5) Биологический метод выделения чистой культуры применяется для изоляции патогенных микроорганизмов из исследуемого материала, загрязненного большим количеством сапрофитных бактерий. Предполагая в исследуемом материале наличие определенного возбудителя, заражают этим материалом (вводят внутримышечно, подкожно или внутрибрюшинно) лабораторное животное, которое наиболее восприимчиво к данному виду патогенного микроба. Для выделения возбудителя сибирский язвы и стафилококки чаще используют белых мышей; лептоспироза - золотистых хомяков; анаэробных инфекции-кроликов.
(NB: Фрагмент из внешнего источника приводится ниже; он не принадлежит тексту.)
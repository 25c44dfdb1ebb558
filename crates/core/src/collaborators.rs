//! External collaborator seams.
//!
//! The engine consumes three external interfaces: the candidate directory
//! (eligibility flags and donor locking), the notification dispatcher
//! (fire-and-forget transition events) and the audit sink (immutable activity
//! entries). Default implementations log through `tracing`; in-memory
//! implementations back the test suite and development runs.
//!
//! Confidential medical data is deliberately absent from these seams: the
//! engine only ever carries candidate ids, never the records behind them.

use std::collections::HashMap;
use std::sync::{Mutex, PoisonError};

use chrono::{DateTime, Utc};
use serde::{Deserialize, Serialize};
use uuid::Uuid;

use crate::error::{EngineError, EngineResult, EntityKind};

// ---------------------------------------------------------------------------
// Audit
// ---------------------------------------------------------------------------

/// One immutable activity entry, emitted for every state transition.
#[derive(Clone, Debug, Serialize, Deserialize)]
pub struct AuditEntry {
    pub entity_type: EntityKind,
    pub entity_id: String,
    /// Action label, e.g. `request.matched` or `application.rejected`.
    pub action: String,
    pub timestamp: DateTime<Utc>,
    /// Caller-supplied actor id; the engine is stateless regarding identity.
    pub actor: String,
}

pub trait AuditSink: Send + Sync {
    fn record(&self, entry: AuditEntry);
}

/// Default audit sink: structured log lines consumed by reporting.
pub struct TracingAuditSink;

impl AuditSink for TracingAuditSink {
    fn record(&self, entry: AuditEntry) {
        tracing::info!(
            entity_type = %entry.entity_type,
            entity_id = %entry.entity_id,
            action = %entry.action,
            actor = %entry.actor,
            "audit"
        );
    }
}

/// In-memory audit sink for tests.
#[derive(Default)]
pub struct MemoryAuditSink {
    entries: Mutex<Vec<AuditEntry>>,
}

impl MemoryAuditSink {
    pub fn new() -> Self {
        Self::default()
    }

    pub fn entries(&self) -> Vec<AuditEntry> {
        self.entries
            .lock()
            .unwrap_or_else(PoisonError::into_inner)
            .clone()
    }
}

impl AuditSink for MemoryAuditSink {
    fn record(&self, entry: AuditEntry) {
        self.entries
            .lock()
            .unwrap_or_else(PoisonError::into_inner)
            .push(entry);
    }
}

// ---------------------------------------------------------------------------
// Notifications
// ---------------------------------------------------------------------------

/// Engine-emitted transition events.
///
/// Delivery is a collaborator concern: the engine emits and moves on, never
/// blocking on or propagating delivery failures.
#[derive(Clone, Debug, PartialEq, Eq, Serialize, Deserialize)]
#[serde(tag = "event", rename_all = "kebab-case")]
pub enum EngineEvent {
    Matched {
        request_id: Uuid,
        application_id: Uuid,
        transplant_id: Uuid,
    },
    TransplantCompleted {
        request_id: Uuid,
        transplant_id: Uuid,
        success: bool,
    },
    SlaBreached {
        request_id: Uuid,
        reason: String,
    },
}

pub trait NotificationDispatcher: Send + Sync {
    /// Fire-and-forget dispatch. Implementations must not block the caller
    /// on delivery confirmation; failures are theirs to log and absorb.
    fn dispatch(&self, event: EngineEvent);
}

/// Default dispatcher: logs the event for an external subscriber to pick up.
pub struct TracingDispatcher;

impl NotificationDispatcher for TracingDispatcher {
    fn dispatch(&self, event: EngineEvent) {
        tracing::info!(?event, "engine event");
    }
}

/// In-memory dispatcher for tests.
#[derive(Default)]
pub struct MemoryDispatcher {
    events: Mutex<Vec<EngineEvent>>,
}

impl MemoryDispatcher {
    pub fn new() -> Self {
        Self::default()
    }

    pub fn events(&self) -> Vec<EngineEvent> {
        self.events
            .lock()
            .unwrap_or_else(PoisonError::into_inner)
            .clone()
    }
}

impl NotificationDispatcher for MemoryDispatcher {
    fn dispatch(&self, event: EngineEvent) {
        self.events
            .lock()
            .unwrap_or_else(PoisonError::into_inner)
            .push(event);
    }
}

// ---------------------------------------------------------------------------
// Candidate directory
// ---------------------------------------------------------------------------

/// Basic profile the candidate directory exposes for intake validation.
#[derive(Clone, Debug, Serialize, Deserialize)]
pub struct CandidateProfile {
    pub candidate_id: String,
    pub blood_type: String,
    pub eligible: bool,
    /// Set while the candidate is committed to an authorized match.
    pub locked: bool,
}

/// Directory of candidates, owned by an external collaborator.
///
/// `lookup` returning `None` means the directory has no opinion on the
/// candidate; intake treats that as admissible since the directory is an
/// opaque advisory source.
pub trait CandidateDirectory: Send + Sync {
    fn lookup(&self, candidate_id: &str) -> Option<CandidateProfile>;

    /// Marks the candidate unavailable for further applications. Called
    /// inside the authorize commit; a failure here aborts the whole match.
    fn lock(&self, candidate_id: &str) -> EngineResult<()>;

    /// Returns a locked candidate to the available pool (request cancelled).
    fn release(&self, candidate_id: &str);
}

/// In-memory candidate directory for tests and development.
#[derive(Default)]
pub struct InMemoryDirectory {
    candidates: Mutex<HashMap<String, CandidateProfile>>,
}

impl InMemoryDirectory {
    pub fn new() -> Self {
        Self::default()
    }

    /// Registers or replaces a candidate profile.
    pub fn register(&self, profile: CandidateProfile) {
        let mut candidates = self
            .candidates
            .lock()
            .unwrap_or_else(PoisonError::into_inner);
        candidates.insert(profile.candidate_id.clone(), profile);
    }
}

impl CandidateDirectory for InMemoryDirectory {
    fn lookup(&self, candidate_id: &str) -> Option<CandidateProfile> {
        let candidates = self
            .candidates
            .lock()
            .unwrap_or_else(PoisonError::into_inner);
        candidates.get(candidate_id).cloned()
    }

    fn lock(&self, candidate_id: &str) -> EngineResult<()> {
        let mut candidates = self
            .candidates
            .lock()
            .unwrap_or_else(PoisonError::into_inner);
        match candidates.get_mut(candidate_id) {
            Some(profile) if profile.locked => Err(EngineError::Conflict {
                entity: EntityKind::Candidate,
                id: candidate_id.to_owned(),
                status: "locked".into(),
                operation: "lock",
            }),
            Some(profile) => {
                profile.locked = true;
                Ok(())
            }
            // Unknown to the directory: record the lock so a later release
            // has something to act on.
            None => {
                candidates.insert(
                    candidate_id.to_owned(),
                    CandidateProfile {
                        candidate_id: candidate_id.to_owned(),
                        blood_type: String::new(),
                        eligible: true,
                        locked: true,
                    },
                );
                Ok(())
            }
        }
    }

    fn release(&self, candidate_id: &str) {
        let mut candidates = self
            .candidates
            .lock()
            .unwrap_or_else(PoisonError::into_inner);
        if let Some(profile) = candidates.get_mut(candidate_id) {
            profile.locked = false;
        }
    }
}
Если в исследуемом материале содержится подозреваемый возбудитель, то лабораторное животное заболевает и погибает. Труп павшего животного вскрывают и, соблюдая требования асептики, производят посевы из внутренних органов на питательные среды, где вырастает чистая культура только патогенного микроба, так как клетки сапрофитных микроорганизмов, находящиеся вместе с ним, отмирают в организме лабораторного животного под влиянием его защитных факторов (антител, фагоцитов).
Этапы выделения чистых культур микроорганизмов
Выделение чистой культуры аеробних микроорганизмов состоит из ряда этапов.
В первый день (1 этап исследования) в стерильную посуду (пробирка, колба, флакон) забирают патологический материал. Его изучают за внешним видом, консистенцией, цветом, запахом и другим признаками, готовят мазок, красят и исследуют под микроскопом. В некоторых случаях (острая гонорея, чума) на этом этапе можно поставить предыдущий диагноз, а кроме того, подобрать среды, на которые будет засеваться материал. Занял проводят бактериологической петлей (применяется чаще всего), с помощью шпателя за методом Дригальского, ватно-марлевым тампоном. Чашки закрывают, переворачивают вверх дном, подписывают специальным карандашом и ставят в термостат при оптимальной температуре (37 °С) на 18-48 год. Цель этапа - получить изолированные колонии микроорганизмов.